- _TASK PROMPT_: Every line below that mentions the word "built" should be copied out.

[Extracted data entries]
##############################
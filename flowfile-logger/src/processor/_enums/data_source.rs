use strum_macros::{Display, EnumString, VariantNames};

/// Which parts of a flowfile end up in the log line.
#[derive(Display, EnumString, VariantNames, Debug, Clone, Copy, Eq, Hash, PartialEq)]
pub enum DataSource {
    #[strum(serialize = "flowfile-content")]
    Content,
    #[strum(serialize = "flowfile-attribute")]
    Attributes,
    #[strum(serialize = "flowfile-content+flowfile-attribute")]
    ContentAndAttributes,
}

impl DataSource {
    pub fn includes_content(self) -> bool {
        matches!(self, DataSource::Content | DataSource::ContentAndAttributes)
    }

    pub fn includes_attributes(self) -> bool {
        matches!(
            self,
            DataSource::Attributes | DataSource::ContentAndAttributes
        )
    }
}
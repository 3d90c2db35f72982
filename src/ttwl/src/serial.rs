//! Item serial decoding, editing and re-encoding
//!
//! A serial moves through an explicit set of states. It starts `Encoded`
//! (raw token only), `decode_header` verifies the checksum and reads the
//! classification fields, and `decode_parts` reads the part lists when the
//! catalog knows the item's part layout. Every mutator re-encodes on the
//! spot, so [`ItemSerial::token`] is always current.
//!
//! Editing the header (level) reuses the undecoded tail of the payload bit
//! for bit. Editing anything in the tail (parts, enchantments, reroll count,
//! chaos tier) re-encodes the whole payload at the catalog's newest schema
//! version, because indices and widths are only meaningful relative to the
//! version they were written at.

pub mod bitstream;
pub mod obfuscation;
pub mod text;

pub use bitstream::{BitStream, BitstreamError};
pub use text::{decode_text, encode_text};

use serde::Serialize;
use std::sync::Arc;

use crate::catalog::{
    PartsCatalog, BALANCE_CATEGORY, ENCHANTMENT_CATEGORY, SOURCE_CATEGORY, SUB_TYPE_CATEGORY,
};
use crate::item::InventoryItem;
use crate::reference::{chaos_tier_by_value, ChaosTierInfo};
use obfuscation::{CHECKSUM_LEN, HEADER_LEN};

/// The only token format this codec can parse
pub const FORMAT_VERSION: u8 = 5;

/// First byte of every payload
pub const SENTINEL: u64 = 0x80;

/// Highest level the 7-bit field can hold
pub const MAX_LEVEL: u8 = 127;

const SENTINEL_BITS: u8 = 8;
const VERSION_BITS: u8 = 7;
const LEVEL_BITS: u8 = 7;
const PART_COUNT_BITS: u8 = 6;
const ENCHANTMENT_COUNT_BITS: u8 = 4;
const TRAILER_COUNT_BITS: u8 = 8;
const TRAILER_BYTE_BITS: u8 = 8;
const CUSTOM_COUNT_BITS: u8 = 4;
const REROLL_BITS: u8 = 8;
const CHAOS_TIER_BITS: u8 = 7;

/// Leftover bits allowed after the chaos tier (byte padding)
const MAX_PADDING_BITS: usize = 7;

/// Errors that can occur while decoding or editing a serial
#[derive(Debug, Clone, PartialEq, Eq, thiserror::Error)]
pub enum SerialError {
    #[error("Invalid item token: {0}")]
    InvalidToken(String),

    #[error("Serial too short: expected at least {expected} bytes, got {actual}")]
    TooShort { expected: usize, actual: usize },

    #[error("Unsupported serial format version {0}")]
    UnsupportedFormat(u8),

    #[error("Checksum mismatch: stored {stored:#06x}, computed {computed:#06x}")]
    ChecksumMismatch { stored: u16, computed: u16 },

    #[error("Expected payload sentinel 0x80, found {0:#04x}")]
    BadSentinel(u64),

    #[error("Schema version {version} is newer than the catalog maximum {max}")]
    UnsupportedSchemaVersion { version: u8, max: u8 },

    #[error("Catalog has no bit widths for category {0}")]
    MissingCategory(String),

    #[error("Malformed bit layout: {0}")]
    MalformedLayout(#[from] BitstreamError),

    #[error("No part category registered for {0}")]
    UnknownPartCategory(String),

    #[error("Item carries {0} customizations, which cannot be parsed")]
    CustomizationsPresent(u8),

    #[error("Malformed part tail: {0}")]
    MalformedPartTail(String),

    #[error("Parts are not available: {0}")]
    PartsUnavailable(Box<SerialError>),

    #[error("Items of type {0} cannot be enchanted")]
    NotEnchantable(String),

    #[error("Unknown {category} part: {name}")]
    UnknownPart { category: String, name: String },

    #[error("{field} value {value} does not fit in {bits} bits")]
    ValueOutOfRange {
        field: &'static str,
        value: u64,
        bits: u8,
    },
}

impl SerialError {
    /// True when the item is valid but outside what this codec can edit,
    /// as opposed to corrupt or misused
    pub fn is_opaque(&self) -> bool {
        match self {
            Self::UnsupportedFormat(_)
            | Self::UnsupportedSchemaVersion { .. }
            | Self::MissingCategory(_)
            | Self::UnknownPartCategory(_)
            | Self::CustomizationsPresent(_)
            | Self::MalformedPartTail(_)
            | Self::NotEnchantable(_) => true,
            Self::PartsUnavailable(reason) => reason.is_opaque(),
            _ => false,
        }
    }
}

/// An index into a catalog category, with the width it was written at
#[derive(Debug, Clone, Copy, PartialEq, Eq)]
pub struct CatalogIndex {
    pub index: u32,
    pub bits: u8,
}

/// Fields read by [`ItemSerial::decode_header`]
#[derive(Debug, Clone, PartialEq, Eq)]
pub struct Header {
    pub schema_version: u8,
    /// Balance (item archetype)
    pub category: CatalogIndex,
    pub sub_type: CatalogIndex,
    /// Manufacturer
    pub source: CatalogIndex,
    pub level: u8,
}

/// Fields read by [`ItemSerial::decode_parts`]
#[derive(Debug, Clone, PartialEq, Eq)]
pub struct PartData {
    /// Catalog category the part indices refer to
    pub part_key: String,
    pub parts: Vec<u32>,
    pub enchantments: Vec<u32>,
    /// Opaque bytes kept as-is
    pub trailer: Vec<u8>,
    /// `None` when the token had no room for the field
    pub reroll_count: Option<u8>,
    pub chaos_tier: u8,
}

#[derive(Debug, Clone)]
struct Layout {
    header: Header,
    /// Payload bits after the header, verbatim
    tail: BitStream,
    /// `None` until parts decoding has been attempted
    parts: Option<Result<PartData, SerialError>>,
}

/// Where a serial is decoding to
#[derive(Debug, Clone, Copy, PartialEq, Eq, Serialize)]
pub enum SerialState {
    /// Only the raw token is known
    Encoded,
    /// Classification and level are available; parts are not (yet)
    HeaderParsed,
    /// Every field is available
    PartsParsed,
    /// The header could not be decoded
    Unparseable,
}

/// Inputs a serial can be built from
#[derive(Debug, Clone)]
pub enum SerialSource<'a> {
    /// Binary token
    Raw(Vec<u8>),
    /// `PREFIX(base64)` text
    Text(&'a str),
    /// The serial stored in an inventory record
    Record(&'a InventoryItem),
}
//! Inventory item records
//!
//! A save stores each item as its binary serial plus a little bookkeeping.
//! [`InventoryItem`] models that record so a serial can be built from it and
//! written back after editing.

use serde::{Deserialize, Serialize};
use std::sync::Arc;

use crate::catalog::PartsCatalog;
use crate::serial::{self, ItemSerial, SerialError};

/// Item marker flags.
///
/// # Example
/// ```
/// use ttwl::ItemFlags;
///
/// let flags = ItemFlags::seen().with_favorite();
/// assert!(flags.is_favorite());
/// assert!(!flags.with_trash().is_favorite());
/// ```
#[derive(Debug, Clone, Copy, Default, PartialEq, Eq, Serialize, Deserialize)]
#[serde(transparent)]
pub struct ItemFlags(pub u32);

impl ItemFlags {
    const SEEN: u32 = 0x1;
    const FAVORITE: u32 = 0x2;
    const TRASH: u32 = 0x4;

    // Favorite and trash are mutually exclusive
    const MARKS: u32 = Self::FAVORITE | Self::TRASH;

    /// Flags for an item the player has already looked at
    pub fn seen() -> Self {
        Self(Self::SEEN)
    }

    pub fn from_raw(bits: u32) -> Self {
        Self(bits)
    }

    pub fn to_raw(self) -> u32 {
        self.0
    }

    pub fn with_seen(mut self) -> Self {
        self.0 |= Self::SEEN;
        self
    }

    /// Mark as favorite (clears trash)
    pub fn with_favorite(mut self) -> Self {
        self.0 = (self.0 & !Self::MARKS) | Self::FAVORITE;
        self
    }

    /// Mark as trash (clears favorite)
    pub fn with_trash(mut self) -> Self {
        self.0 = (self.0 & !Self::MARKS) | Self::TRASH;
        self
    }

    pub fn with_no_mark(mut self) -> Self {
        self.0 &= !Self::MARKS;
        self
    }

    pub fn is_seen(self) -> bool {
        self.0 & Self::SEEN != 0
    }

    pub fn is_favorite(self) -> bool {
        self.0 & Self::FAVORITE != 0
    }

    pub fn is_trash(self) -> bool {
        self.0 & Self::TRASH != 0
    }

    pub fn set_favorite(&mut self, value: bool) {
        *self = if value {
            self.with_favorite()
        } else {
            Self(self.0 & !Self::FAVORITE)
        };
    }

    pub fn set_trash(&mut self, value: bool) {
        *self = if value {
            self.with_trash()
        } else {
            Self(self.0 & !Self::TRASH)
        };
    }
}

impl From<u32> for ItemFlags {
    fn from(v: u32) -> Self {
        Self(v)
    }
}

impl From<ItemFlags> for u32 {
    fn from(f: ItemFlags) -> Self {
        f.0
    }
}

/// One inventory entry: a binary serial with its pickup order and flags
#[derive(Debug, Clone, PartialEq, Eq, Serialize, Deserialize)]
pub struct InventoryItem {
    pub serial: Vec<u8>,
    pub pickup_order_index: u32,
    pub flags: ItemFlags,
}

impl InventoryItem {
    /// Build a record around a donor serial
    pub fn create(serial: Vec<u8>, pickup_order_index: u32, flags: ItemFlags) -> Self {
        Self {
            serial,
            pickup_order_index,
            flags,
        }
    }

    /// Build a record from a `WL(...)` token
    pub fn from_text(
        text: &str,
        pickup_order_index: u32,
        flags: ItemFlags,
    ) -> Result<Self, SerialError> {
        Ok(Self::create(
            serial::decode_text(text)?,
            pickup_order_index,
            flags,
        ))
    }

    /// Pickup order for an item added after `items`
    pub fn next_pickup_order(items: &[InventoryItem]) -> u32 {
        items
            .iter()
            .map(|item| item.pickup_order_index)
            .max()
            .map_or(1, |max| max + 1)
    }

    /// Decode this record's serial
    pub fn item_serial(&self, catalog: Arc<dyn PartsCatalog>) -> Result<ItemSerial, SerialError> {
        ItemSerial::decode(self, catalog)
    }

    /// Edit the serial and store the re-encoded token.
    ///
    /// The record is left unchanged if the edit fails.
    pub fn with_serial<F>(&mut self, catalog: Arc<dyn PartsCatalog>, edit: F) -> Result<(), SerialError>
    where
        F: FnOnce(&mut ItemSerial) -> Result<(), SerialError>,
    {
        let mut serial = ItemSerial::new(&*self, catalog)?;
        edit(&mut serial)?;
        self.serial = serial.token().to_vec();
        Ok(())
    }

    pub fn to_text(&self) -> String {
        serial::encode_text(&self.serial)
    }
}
##############################
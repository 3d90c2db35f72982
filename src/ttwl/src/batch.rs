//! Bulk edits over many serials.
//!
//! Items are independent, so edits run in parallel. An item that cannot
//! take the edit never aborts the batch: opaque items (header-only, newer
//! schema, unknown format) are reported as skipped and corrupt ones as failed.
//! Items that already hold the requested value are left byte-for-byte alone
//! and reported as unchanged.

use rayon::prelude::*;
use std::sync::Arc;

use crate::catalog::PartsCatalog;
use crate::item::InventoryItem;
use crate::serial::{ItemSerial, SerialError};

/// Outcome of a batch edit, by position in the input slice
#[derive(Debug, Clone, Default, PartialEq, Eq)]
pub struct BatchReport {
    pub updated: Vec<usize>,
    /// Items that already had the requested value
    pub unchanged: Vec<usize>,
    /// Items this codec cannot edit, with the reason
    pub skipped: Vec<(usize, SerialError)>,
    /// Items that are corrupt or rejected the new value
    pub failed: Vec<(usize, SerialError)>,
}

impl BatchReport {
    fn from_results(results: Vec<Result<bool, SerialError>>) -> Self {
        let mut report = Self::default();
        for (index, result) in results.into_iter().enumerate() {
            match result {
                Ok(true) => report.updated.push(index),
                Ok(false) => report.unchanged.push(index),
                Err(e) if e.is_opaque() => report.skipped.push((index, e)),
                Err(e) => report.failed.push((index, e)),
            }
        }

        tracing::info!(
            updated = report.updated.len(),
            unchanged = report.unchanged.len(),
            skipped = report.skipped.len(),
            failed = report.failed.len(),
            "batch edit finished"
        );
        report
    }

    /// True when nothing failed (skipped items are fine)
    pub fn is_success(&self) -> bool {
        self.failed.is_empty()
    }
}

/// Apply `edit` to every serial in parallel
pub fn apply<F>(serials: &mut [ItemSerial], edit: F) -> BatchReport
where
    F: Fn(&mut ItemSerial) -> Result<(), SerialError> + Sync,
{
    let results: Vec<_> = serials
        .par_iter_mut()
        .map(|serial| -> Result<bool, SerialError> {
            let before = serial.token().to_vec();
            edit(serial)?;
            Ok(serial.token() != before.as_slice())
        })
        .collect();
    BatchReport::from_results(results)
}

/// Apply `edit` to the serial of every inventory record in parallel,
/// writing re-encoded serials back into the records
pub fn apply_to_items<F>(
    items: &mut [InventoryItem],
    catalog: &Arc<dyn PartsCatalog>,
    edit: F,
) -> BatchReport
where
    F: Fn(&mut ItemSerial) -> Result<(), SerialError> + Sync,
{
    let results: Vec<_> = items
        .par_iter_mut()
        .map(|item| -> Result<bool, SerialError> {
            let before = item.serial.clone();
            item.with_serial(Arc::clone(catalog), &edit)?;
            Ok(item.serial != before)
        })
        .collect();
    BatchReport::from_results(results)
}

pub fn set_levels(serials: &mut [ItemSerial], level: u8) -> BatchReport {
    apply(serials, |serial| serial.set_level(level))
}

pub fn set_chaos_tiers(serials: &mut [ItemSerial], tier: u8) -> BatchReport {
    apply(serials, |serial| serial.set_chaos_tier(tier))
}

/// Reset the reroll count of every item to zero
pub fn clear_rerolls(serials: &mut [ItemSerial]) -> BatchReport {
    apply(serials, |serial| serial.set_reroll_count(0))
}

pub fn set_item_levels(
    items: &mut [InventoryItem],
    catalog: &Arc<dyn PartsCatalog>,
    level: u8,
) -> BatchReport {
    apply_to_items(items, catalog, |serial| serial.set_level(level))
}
##############################
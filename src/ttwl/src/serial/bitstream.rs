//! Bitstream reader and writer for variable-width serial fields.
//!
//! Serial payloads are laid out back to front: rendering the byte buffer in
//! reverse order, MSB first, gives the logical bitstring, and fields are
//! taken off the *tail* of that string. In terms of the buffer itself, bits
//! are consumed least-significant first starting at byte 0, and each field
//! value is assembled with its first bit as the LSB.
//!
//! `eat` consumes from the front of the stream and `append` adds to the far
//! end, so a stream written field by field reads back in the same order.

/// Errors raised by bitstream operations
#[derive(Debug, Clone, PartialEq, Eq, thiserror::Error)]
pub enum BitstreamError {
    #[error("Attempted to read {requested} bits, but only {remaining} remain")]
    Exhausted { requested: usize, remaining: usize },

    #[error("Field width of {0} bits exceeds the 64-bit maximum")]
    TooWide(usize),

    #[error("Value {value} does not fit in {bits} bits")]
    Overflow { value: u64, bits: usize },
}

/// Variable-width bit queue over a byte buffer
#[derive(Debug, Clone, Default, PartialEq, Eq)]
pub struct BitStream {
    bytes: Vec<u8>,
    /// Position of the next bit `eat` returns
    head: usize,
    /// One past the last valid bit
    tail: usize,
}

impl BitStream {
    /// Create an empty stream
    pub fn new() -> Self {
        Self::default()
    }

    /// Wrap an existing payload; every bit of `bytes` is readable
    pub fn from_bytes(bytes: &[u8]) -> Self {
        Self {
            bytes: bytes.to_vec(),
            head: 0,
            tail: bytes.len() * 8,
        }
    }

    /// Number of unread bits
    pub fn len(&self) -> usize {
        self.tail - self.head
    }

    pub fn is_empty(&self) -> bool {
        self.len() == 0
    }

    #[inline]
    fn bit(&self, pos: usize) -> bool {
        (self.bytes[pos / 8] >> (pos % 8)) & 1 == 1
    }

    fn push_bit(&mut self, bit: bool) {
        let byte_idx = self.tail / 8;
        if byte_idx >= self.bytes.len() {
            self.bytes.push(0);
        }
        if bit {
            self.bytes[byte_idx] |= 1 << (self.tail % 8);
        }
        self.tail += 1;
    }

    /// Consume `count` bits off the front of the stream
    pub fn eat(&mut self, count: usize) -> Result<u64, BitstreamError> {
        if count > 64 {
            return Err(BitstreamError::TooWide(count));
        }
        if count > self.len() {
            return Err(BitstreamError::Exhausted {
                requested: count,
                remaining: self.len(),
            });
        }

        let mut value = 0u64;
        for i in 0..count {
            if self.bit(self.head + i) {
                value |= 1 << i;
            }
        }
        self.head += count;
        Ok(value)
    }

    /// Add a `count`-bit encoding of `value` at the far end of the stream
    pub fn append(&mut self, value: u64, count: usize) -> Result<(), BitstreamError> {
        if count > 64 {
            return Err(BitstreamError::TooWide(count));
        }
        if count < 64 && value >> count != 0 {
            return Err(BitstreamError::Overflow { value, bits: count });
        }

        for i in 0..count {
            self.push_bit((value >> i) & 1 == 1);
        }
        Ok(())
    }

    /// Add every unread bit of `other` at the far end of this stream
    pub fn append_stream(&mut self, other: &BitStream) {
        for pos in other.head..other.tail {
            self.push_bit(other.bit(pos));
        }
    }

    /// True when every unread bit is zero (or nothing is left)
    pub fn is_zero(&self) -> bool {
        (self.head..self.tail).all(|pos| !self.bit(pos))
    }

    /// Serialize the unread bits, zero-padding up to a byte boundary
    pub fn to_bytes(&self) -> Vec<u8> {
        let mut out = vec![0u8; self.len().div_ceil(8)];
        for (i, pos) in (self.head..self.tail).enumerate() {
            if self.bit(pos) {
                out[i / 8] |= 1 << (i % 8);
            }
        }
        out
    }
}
##############################
- _TASK RESPONSE_:
/// Inputs a serial can be built from
//! [`InventoryItem`] models that record so a serial can be built from it and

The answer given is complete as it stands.